Records from a data collection:
_____

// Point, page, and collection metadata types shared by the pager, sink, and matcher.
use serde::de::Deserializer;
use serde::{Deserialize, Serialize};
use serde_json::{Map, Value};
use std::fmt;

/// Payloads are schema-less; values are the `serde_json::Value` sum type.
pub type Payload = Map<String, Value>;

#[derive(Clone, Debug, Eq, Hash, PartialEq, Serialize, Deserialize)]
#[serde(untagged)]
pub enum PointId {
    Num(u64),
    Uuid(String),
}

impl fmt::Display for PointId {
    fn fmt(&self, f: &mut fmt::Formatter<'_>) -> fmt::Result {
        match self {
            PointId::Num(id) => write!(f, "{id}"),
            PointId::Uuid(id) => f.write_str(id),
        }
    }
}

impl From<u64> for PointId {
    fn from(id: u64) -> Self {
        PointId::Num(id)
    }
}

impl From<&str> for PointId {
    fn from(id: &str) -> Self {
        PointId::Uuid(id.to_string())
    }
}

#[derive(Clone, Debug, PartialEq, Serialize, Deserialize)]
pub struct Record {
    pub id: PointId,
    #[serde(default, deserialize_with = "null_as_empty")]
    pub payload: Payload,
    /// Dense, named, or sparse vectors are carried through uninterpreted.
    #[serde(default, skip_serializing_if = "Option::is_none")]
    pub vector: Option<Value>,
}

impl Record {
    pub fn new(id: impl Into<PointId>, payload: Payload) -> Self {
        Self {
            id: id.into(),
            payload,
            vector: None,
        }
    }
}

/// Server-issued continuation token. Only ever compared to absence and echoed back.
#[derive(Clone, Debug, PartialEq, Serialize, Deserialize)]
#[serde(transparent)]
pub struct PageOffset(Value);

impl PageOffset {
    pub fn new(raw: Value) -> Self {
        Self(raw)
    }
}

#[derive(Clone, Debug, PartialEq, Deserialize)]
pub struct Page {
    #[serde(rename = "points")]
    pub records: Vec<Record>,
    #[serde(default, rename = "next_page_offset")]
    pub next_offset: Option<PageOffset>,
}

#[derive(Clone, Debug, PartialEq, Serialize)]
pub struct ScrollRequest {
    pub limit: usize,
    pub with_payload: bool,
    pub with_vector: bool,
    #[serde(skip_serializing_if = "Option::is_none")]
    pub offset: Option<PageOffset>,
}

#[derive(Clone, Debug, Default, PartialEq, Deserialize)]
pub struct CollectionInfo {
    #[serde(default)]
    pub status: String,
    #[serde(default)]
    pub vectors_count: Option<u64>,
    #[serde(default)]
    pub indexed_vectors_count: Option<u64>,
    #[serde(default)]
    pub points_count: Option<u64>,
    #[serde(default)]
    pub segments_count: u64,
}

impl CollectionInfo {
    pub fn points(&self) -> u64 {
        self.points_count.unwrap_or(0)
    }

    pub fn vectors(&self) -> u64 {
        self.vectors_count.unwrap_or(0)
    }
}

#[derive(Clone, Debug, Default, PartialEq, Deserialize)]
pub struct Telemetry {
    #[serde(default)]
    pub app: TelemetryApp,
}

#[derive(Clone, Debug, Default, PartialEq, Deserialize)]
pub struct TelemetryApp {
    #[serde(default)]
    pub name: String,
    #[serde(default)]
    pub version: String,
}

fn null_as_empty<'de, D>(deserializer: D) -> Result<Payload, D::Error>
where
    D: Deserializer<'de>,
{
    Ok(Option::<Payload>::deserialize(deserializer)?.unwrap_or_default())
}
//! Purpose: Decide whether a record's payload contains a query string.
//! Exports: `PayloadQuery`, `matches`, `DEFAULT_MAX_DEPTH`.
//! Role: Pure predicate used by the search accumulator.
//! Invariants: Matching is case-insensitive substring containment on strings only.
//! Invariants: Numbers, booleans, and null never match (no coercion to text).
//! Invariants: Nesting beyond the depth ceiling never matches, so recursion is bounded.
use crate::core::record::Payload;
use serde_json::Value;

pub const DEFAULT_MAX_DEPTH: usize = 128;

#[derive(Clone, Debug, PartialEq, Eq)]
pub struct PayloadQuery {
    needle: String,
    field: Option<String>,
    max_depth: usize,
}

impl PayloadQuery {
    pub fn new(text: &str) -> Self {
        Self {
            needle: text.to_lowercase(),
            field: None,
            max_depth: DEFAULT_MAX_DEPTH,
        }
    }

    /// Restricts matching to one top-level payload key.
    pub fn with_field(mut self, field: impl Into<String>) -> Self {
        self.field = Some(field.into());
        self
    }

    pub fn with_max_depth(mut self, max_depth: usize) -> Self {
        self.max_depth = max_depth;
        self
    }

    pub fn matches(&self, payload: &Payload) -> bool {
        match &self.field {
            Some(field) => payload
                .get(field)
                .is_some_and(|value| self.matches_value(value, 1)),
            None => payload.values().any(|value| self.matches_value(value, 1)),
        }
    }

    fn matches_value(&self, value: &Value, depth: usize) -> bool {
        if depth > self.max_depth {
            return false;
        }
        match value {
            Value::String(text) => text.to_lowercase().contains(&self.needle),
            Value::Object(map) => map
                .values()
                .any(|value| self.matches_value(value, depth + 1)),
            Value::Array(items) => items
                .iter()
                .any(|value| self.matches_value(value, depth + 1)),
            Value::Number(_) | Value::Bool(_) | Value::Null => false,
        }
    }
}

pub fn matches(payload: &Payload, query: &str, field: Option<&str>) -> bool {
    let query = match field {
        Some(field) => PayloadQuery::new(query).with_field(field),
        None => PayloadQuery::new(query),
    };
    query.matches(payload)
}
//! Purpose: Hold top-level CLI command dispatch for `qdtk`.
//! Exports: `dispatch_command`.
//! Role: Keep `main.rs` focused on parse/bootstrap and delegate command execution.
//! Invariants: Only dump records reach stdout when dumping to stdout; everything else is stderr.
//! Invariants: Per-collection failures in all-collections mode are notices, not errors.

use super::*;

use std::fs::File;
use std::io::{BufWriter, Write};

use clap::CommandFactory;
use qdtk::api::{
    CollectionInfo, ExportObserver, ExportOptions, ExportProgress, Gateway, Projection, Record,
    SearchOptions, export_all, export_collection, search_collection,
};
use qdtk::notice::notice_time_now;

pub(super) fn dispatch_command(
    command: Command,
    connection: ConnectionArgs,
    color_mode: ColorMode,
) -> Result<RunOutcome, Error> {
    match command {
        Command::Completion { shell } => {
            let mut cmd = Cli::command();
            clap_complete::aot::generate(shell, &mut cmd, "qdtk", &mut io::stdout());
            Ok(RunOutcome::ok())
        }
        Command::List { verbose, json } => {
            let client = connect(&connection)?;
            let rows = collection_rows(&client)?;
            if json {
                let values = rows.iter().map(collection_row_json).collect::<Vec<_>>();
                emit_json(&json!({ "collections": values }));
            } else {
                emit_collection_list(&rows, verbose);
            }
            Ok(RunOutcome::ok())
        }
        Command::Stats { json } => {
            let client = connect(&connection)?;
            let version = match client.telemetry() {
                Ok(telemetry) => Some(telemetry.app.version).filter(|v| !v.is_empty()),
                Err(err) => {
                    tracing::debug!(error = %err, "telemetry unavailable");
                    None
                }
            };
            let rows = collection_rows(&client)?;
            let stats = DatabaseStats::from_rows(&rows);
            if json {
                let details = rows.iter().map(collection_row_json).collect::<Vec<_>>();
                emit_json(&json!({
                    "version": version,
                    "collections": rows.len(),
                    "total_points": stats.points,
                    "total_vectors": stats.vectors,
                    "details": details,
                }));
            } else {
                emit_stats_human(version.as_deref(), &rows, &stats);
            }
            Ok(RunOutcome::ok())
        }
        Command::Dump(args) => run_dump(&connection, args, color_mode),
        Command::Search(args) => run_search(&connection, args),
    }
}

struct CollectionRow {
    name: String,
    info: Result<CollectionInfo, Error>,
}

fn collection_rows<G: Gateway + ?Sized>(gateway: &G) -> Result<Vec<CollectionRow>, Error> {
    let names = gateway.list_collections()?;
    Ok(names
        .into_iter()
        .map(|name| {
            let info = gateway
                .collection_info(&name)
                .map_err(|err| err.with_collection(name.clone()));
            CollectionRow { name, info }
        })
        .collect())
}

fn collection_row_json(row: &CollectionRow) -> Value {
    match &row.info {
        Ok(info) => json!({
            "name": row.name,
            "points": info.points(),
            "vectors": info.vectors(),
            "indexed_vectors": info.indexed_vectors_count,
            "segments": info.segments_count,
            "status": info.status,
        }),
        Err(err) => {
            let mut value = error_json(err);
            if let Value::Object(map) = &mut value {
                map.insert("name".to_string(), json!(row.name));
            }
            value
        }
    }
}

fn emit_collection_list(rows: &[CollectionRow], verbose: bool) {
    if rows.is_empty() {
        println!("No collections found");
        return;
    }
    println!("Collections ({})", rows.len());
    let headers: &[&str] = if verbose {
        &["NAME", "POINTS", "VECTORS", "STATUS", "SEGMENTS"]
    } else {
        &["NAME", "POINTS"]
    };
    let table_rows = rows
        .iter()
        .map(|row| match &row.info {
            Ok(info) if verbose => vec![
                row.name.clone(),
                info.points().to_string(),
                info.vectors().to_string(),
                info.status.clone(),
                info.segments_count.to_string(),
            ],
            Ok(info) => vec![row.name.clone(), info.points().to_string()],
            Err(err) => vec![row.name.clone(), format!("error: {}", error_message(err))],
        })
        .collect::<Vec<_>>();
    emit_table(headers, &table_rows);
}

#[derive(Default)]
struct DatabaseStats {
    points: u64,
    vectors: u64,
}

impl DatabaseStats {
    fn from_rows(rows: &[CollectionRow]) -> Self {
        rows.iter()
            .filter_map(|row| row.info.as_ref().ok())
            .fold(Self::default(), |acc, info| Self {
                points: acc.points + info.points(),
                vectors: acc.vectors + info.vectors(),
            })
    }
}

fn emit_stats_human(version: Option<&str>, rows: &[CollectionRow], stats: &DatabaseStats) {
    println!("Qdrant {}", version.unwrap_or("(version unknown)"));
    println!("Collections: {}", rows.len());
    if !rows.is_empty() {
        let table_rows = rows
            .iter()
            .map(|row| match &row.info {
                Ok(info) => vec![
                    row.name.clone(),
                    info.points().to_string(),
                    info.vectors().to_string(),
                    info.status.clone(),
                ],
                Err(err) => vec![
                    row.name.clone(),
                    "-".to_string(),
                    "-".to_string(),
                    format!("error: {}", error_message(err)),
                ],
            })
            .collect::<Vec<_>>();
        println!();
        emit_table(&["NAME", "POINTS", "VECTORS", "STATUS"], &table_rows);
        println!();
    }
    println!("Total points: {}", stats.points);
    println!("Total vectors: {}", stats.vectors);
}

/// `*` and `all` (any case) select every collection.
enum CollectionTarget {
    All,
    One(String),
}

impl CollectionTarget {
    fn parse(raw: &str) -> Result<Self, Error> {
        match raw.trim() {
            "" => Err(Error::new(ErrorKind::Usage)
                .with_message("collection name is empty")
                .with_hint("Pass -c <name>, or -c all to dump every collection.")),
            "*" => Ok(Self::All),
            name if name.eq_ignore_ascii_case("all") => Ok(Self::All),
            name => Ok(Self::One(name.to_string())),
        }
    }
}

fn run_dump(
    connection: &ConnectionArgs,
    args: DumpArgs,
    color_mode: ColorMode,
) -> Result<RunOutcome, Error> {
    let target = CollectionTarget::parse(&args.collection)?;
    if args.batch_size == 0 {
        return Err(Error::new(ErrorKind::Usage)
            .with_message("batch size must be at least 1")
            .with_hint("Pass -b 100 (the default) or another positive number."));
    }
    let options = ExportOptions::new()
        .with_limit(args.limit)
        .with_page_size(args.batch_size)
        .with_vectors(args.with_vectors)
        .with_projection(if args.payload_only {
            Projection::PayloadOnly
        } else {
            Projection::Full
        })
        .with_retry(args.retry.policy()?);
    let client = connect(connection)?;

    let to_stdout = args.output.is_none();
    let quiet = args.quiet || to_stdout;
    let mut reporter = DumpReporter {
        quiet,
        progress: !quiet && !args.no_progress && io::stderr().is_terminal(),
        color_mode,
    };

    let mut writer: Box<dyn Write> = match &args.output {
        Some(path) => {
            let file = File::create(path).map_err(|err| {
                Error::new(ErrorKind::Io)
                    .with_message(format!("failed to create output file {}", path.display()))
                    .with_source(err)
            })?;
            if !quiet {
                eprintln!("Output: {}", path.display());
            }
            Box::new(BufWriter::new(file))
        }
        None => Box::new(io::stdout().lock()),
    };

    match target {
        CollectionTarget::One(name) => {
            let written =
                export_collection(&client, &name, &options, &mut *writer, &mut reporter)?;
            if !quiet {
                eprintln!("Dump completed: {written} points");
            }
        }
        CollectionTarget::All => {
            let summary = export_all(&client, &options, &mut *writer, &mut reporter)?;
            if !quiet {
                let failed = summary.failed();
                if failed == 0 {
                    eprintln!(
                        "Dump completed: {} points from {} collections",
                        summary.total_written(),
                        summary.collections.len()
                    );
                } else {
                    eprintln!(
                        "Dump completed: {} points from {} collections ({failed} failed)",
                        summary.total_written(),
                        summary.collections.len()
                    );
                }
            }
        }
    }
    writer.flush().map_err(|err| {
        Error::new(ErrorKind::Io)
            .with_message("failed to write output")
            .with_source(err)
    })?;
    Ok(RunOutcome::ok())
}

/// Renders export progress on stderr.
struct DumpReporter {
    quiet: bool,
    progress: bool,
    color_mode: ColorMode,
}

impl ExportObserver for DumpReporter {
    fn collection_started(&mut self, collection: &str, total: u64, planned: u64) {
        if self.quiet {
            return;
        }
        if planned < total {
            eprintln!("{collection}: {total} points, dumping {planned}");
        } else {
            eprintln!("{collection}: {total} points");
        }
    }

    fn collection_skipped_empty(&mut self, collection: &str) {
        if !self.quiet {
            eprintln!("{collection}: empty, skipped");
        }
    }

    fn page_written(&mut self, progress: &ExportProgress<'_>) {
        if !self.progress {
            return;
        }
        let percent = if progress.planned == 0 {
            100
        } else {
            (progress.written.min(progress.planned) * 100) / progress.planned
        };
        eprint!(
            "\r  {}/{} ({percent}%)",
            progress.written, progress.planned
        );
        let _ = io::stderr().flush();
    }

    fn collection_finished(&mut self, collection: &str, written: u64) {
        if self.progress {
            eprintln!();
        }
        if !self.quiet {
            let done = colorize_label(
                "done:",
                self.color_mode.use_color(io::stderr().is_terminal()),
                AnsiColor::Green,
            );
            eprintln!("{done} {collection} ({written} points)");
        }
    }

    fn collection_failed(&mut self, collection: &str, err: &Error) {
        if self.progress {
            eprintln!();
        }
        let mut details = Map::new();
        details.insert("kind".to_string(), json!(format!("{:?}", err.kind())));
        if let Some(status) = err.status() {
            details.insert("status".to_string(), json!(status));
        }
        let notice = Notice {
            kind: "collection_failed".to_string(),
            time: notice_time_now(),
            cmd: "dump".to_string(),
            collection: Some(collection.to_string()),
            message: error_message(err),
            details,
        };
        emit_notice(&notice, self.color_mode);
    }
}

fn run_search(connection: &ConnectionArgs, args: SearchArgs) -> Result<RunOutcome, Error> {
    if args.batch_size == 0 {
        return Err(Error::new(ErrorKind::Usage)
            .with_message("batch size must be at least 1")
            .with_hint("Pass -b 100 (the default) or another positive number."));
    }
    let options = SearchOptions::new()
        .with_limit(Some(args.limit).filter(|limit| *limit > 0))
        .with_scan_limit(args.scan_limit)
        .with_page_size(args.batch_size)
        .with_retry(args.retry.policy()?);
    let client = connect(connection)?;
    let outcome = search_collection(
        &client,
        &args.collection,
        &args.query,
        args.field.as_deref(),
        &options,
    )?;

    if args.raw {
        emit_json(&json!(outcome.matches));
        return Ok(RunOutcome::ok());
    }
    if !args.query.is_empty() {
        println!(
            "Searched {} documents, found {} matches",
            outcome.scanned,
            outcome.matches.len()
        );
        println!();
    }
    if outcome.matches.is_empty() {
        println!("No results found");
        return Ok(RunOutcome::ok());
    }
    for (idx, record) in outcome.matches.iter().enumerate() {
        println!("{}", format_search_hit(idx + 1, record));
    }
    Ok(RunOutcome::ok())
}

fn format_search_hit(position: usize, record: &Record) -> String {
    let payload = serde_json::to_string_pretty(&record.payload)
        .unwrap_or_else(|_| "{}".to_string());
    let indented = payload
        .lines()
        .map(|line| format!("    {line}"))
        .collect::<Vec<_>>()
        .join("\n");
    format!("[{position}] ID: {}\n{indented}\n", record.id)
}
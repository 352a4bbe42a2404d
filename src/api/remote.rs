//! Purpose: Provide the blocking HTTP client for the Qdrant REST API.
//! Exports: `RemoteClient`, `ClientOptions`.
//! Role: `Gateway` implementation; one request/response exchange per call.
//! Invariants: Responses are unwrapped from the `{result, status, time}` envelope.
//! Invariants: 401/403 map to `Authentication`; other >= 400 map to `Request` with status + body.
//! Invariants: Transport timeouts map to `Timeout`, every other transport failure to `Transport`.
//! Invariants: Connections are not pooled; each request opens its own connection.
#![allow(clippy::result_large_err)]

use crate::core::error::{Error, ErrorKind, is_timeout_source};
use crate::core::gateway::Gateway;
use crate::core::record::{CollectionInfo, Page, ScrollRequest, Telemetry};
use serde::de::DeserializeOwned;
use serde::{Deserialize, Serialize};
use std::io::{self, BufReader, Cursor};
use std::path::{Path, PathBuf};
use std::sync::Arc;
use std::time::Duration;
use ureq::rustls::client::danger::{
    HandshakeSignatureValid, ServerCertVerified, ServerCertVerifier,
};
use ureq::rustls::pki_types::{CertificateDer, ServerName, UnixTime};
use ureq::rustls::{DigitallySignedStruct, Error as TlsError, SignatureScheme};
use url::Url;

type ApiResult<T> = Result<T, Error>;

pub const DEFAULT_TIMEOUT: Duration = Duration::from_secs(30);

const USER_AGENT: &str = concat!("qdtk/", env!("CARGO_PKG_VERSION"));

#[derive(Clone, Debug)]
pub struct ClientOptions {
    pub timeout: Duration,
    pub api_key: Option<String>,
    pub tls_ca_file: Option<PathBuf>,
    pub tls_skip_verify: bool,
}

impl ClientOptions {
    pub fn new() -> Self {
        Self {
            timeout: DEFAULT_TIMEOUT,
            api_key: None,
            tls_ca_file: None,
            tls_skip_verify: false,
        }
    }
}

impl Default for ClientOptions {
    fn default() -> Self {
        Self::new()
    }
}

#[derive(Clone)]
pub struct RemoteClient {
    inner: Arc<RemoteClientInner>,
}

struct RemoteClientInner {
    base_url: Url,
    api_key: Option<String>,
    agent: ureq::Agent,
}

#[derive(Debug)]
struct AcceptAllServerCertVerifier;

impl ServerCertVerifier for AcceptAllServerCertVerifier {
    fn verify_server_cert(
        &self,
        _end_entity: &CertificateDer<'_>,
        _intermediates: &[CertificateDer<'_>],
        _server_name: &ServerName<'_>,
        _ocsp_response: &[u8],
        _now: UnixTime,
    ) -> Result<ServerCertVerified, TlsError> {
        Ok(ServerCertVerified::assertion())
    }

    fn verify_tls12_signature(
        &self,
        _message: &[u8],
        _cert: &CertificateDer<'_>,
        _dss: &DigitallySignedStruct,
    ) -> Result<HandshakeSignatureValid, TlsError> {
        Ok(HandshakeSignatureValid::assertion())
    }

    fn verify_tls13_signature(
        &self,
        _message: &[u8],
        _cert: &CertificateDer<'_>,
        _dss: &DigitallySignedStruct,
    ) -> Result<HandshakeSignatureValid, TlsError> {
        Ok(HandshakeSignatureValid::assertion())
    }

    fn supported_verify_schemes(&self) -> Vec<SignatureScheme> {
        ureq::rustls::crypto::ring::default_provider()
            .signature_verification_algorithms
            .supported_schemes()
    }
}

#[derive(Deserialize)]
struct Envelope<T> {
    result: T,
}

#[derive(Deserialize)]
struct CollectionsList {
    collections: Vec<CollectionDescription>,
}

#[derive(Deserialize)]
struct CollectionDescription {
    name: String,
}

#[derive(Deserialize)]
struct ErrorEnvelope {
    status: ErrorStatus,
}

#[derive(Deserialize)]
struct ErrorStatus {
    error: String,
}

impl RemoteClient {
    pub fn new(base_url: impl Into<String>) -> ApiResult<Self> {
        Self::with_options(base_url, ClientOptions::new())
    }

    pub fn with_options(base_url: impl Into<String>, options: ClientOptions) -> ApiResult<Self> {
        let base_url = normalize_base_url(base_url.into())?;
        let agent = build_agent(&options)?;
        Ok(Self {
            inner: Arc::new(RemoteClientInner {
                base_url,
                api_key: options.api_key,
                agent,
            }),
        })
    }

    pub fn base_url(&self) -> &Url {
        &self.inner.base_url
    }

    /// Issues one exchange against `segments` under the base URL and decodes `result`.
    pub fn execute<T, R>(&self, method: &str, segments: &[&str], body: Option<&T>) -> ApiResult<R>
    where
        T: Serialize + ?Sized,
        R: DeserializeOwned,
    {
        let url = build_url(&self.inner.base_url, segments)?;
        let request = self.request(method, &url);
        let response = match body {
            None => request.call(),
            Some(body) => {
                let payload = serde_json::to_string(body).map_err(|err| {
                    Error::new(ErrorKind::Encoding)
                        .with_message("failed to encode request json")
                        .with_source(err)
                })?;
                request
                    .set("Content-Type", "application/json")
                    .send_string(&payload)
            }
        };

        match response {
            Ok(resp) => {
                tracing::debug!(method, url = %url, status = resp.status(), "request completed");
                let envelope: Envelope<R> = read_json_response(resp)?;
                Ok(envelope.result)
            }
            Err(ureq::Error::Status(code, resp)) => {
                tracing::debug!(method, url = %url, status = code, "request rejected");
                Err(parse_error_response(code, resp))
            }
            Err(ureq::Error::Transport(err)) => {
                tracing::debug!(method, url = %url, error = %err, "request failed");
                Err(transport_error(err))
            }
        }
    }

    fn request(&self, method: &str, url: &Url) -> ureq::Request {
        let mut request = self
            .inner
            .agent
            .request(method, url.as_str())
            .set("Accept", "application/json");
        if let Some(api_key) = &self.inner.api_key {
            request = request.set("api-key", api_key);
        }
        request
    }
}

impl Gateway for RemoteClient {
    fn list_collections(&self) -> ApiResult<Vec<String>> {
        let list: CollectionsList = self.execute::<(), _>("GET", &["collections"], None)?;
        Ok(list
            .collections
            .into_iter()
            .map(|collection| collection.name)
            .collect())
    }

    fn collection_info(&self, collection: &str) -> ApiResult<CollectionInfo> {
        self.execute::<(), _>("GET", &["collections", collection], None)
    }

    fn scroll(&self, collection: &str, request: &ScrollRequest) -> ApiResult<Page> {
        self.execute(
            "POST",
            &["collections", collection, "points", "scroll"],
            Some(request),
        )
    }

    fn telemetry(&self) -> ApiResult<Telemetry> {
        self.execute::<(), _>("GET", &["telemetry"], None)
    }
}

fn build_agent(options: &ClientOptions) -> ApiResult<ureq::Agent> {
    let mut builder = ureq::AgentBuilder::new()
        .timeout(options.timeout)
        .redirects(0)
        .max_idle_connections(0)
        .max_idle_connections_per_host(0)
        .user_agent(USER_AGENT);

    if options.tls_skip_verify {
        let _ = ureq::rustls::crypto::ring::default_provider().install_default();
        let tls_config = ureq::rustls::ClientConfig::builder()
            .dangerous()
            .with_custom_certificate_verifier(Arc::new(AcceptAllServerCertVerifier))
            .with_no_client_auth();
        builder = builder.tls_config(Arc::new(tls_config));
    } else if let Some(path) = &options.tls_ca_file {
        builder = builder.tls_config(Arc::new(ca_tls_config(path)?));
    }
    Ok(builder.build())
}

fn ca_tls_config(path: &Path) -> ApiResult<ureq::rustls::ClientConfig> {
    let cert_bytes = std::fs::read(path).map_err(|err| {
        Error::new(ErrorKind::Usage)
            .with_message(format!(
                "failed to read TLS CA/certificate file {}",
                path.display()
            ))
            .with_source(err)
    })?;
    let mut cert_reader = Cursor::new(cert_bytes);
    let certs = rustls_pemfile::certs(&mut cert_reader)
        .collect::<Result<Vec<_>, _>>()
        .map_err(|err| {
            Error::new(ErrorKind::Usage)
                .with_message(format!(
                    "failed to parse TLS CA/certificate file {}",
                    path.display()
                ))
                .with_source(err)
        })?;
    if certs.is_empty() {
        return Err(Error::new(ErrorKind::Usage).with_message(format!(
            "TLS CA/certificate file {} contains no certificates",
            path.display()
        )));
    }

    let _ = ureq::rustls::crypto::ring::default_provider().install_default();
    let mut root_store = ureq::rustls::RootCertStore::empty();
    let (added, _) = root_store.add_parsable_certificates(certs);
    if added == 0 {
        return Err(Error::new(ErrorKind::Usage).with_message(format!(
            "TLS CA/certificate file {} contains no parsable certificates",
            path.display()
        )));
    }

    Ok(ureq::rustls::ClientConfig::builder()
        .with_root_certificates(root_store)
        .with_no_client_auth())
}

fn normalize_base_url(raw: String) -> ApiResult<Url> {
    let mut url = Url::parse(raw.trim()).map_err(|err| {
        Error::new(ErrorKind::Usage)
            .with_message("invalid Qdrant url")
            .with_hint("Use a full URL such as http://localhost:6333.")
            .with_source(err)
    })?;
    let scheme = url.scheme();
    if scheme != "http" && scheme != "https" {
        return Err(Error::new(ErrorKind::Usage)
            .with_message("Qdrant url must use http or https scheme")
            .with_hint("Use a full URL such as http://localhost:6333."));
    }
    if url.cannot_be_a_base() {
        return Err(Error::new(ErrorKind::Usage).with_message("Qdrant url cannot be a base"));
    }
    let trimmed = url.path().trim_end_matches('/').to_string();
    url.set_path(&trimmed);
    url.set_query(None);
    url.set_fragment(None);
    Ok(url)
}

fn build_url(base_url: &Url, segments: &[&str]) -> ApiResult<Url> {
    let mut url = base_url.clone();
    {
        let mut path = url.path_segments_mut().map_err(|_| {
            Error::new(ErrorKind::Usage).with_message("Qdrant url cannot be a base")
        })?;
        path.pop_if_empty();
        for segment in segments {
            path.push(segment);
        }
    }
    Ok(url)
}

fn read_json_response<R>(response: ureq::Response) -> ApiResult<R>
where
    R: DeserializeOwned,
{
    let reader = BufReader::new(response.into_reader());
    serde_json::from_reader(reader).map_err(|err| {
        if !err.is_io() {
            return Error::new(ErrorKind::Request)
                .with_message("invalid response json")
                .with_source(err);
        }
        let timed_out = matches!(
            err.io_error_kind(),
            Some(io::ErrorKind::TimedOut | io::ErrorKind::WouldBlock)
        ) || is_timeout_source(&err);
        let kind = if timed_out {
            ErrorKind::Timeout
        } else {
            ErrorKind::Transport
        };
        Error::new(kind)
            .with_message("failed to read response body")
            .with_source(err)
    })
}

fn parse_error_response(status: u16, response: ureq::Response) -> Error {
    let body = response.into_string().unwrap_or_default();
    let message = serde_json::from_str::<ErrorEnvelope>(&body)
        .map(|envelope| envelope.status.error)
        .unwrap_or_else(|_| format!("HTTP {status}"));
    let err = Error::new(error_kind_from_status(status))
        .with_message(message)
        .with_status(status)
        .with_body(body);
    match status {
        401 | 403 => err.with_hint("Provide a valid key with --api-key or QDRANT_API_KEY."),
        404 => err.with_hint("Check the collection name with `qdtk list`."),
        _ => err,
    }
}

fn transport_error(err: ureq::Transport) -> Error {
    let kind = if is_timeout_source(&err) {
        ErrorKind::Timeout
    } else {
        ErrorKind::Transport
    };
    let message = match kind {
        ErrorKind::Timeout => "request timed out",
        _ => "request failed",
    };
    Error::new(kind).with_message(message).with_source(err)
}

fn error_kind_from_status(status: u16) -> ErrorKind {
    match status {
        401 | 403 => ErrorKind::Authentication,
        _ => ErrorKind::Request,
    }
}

_____

• About this exercise
Show the lines of the entries that include the string "CollectionInfo", copying each in full.

• Response
pub struct CollectionInfo {
impl CollectionInfo {
    CollectionInfo, ExportObserver, ExportOptions, ExportProgress, Gateway, Projection, Record,
    info: Result<CollectionInfo, Error>,
use crate::core::record::{CollectionInfo, Page, ScrollRequest, Telemetry};
    fn collection_info(&self, collection: &str) -> ApiResult<CollectionInfo> {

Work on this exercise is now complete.